Uganda has finally repossessed Uganda Railways after Rift Valley Railways (RVR) ran it down for 12 years.
The 120-year-old railway line was concessioned out in 2006 to what the revolutionary NRM government told us was a rich and experienced South African government railway company.
But like the case has been with many transactions under this government, the investors procured for the railway business were just a bunch of fortune-hunters who simply sniffed at an opportunity.
In the concession, Rift Valley Railways was supposed to rehabilitate wagons, procure new locomotives and rehabilitate existing ones.
It was also supposed to repair the track between Jinja and Kampala. It was supposed to increase freight volumes up to 217.3 million tonnes as a baseline and to reach a level of 275 million tonnes within a period of two years after the signing of the concession (2006).

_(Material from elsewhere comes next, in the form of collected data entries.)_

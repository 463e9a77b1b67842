//! Core motion types and data structures.
//!
//! This module defines the fundamental types shared by the engine:
//! - `Status`: which transition family governs an element
//! - `Cue`: position within the active phase
//! - `Generation`: cancellation token for deferred work
//! - `Key`, `NodeId`, `NodeRef`: element identity and platform node binding
//! - `Style`: the style snapshot handed back to the view layer

use serde::{Deserialize, Serialize};
use std::cell::Cell;
use std::collections::BTreeMap;
use std::fmt;
use std::rc::Rc;

/// CSS property name used to pin transitions off during the Start cue.
pub const TRANSITION_PROPERTY: &str = "transition";

/// Transition family currently governing an element.
#[derive(Debug, Clone, Copy, PartialEq, Eq, Hash, Default, Serialize, Deserialize)]
#[serde(rename_all = "snake_case")]
pub enum Status {
    /// No phase is running.
    #[default]
    None,
    /// First show of a freshly mounted element.
    Appear,
    /// Show of an already mounted element.
    Enter,
    /// Hide.
    Exit,
}

impl Status {
    /// Lowercase name used to build class names.
    pub fn as_str(self) -> &'static str {
        match self {
            Self::None => "none",
            Self::Appear => "appear",
            Self::Enter => "enter",
            Self::Exit => "exit",
        }
    }

    pub fn is_none(self) -> bool {
        self == Self::None
    }
}

impl fmt::Display for Status {
    fn fmt(&self, f: &mut fmt::Formatter<'_>) -> fmt::Result {
        f.write_str(self.as_str())
    }
}

/// Sub-step within a phase.
///
/// Cues only ever move forward along `None → Prepare → Start → Active → Done → None`.
#[derive(Debug, Clone, Copy, PartialEq, Eq, Hash, Default, Serialize, Deserialize)]
#[serde(rename_all = "snake_case")]
pub enum Cue {
    #[default]
    None,
    Prepare,
    Start,
    Active,
    Done,
}

impl Cue {
    /// The cue that follows this one in the cycle.
    pub fn next(self) -> Self {
        match self {
            Self::None => Self::Prepare,
            Self::Prepare => Self::Start,
            Self::Start => Self::Active,
            Self::Active => Self::Done,
            Self::Done => Self::None,
        }
    }

    /// Position in the cycle, `None` being 0.
    pub fn ordinal(self) -> u8 {
        match self {
            Self::None => 0,
            Self::Prepare => 1,
            Self::Start => 2,
            Self::Active => 3,
            Self::Done => 4,
        }
    }

    /// Completion signals are only honoured once the phase is active.
    pub fn is_active(self) -> bool {
        matches!(self, Self::Active | Self::Done)
    }

    pub fn as_str(self) -> &'static str {
        match self {
            Self::None => "none",
            Self::Prepare => "prepare",
            Self::Start => "start",
            Self::Active => "active",
            Self::Done => "done",
        }
    }
}

impl fmt::Display for Cue {
    fn fmt(&self, f: &mut fmt::Formatter<'_>) -> fmt::Result {
        f.write_str(self.as_str())
    }
}

/// Monotonic counter tagging every deferred callback of one element.
///
/// Bumping the generation turns every outstanding callback into a no-op.
#[derive(Debug, Clone, Copy, PartialEq, Eq, Hash, Default, Serialize, Deserialize)]
pub struct Generation(pub u64);

impl Generation {
    pub fn bump(&mut self) {
        self.0 = self.0.wrapping_add(1);
    }
}

/// Stable identifier of one list member.
#[derive(Debug, Clone, PartialEq, Eq, Hash, PartialOrd, Ord, Serialize, Deserialize)]
#[serde(transparent)]
pub struct Key(String);

impl Key {
    pub fn new(key: impl Into<String>) -> Self {
        Self(key.into())
    }

    pub fn as_str(&self) -> &str {
        &self.0
    }
}

impl fmt::Display for Key {
    fn fmt(&self, f: &mut fmt::Formatter<'_>) -> fmt::Result {
        f.write_str(&self.0)
    }
}

impl From<&str> for Key {
    fn from(key: &str) -> Self {
        Self(key.to_string())
    }
}

impl From<String> for Key {
    fn from(key: String) -> Self {
        Self(key)
    }
}

/// Opaque handle of a platform node (a DOM element in browsers).
#[derive(Debug, Clone, Copy, PartialEq, Eq, Hash, Serialize, Deserialize)]
pub struct NodeId(pub u64);

/// Shared slot the view layer binds its node into.
///
/// Clones share the same slot, so the engine always resolves the node that is
/// bound right now. The slot may be empty while the view is between renders.
#[derive(Debug, Clone, Default)]
pub struct NodeRef(Rc<Cell<Option<NodeId>>>);

impl NodeRef {
    pub fn new() -> Self {
        Self::default()
    }

    /// Create a ref already bound to `node`.
    pub fn bound(node: NodeId) -> Self {
        let node_ref = Self::new();
        node_ref.bind(node);
        node_ref
    }

    pub fn bind(&self, node: NodeId) {
        self.0.set(Some(node));
    }

    pub fn clear(&self) {
        self.0.set(None);
    }

    /// Resolve the currently bound node.
    pub fn get(&self) -> Option<NodeId> {
        self.0.get()
    }

    pub fn is_bound(&self) -> bool {
        self.0.get().is_some()
    }
}

/// Style snapshot: CSS property name to value, ordered by name.
#[derive(Debug, Clone, PartialEq, Eq, Default, Serialize, Deserialize)]
#[serde(transparent)]
pub struct Style(BTreeMap<String, String>);

impl Style {
    pub fn new() -> Self {
        Self::default()
    }

    /// Builder-style setter.
    pub fn with(mut self, property: impl Into<String>, value: impl ToString) -> Self {
        self.set(property, value);
        self
    }

    pub fn set(&mut self, property: impl Into<String>, value: impl ToString) {
        self.0.insert(property.into(), value.to_string());
    }

    pub fn get(&self, property: &str) -> Option<&str> {
        self.0.get(property).map(String::as_str)
    }

    pub fn is_empty(&self) -> bool {
        self.0.is_empty()
    }

    pub fn len(&self) -> usize {
        self.0.len()
    }

    pub fn iter(&self) -> impl Iterator<Item = (&str, &str)> {
        self.0.iter().map(|(k, v)| (k.as_str(), v.as_str()))
    }

    /// `transition: none`, used to force a style flush before the real transition.
    pub fn transition_none() -> Self {
        Self::new().with(TRANSITION_PROPERTY, "none")
    }

    /// Layer `top` over `self`; properties of `top` win.
    pub fn merged_with(mut self, top: &Style) -> Self {
        for (property, value) in &top.0 {
            self.0.insert(property.clone(), value.clone());
        }
        self
    }
}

As a country, we were also entitled to 11.1 per cent of revenue of the railway business. How this figure was worked out, I don’t know!
I had an opportunity to chair the parliamentary committee on Commissions, Statutory Authorities and State Enterprises (Cosase) for two and a half years (from December 2014 to May 2016) and Uganda Railways Corporation (URC) was one of the companies that appeared before us.
The managers of URC, which was supposed to oversee the concession, told us (Cosase) that RVR breached the terms of agreement right from the start and was incapable of managing a business of this magnitude.
The country must know that two things happened immediately after RVR took over our railways. The investors took away all the brand new vehicles (4WD) to Kenya, where they had also entered into a concession to manage Kenya Railways.
As the investors were feasting on new vehicles and other assets, the revolutionary government was feasting on prime land. Most of Uganda Railways land was categorized as non-core assets and, therefore, not handed over to RVR.
The scavengers in government descended on it and by the time sale of Uganda Railways land was halted, the corporation had been stripped of all its residential houses in Kololo near the airstrip, in Nsambya and Kabuusu on Masaka road.
And this has happened to all corporations. Land belonging to Uganda Broadcasting Corporation (UBC) in Kololo, Bugolobi and in Industrial Area was robbed in broad daylight by the revolutionaries or their agents. Remember what happened to National Social Security Fund (NSSF) houses in Muyenga and elsewhere? What about the cotton houses in Nakasero?
Most of the buildings in Nakasero, Kololo, Bugolobi and part of Kamwokya belonged to the public. I fear to use the word government because Mr Museveni thinks government is his private company. These fellows have looted this country!
Therefore, what was supposed to be sold in the second phase was railway land in Jinja, Tororo, Gulu and Masindi. Phase one was for Kampala.
This is the condition under which Uganda Railways is being repossessed. And you didn’t have to be an engineer to know that RVR was a circus. First, even as a parliamentary committee chairman, I failed to know who these RVR fellows were.
In truth, they were not the South African government company that we had been promised. Maybe one of the original concession owners was a South African and, I think, another a British. Something like that!
Eventually, these ones sold their stake to a Cairo-based company called Qalaa Holdings, or something like that...
After failing to reap big in the railway business, the concessionaires, I am told, wanted to sell the line to the Chinese before running away.
That is how they rushed to evict poor people who had settled around the non-functional rail line. The intention was to sell the line to Chinese companies that want to construct the standard gauge railway. This didn’t work out, hence halting the eviction. That was the last business opportunity that RVR wanted to exploit before running away with their bounty.
If you want to know how poor and unprepared RVR was, even the $64 million they wanted to use to revitalize the business was borrowed from International Finance Corporation (World Bank) and German Development Bank (KfW). These fellows came in without money or, if they had, they never wanted to invest it.
And I think that is what the Umeme concession is all about. The investors came in with very little and are collecting billions which they repatriate and just reinvest a small portion of it. It is the reason parliament recommended termination of this concession as well.
One of our biggest problems in the electricity sector today is generation of excess power. We are generating about 685MW and consuming 550MW, according to Electricity Regulatory Authority (ERA). And to pay off the excess power generated, we are spending Shs 68 billion on thermo generators and about Shs 11.57 billion on what is called deemed energy purchases.
The concessionaire (Umeme) has no obligation to expand the transmission lines. That is why only about 20 per cent of Ugandans are using electricity, which explains the excess. We should never have sold this business because it is capable of growing by itself if only managed properly by nationals (patriots).
That is where we are. Wait when these agreements with Chinese companies begin to run.
The author is Kira Municipality MP and opposition chief whip in parliament.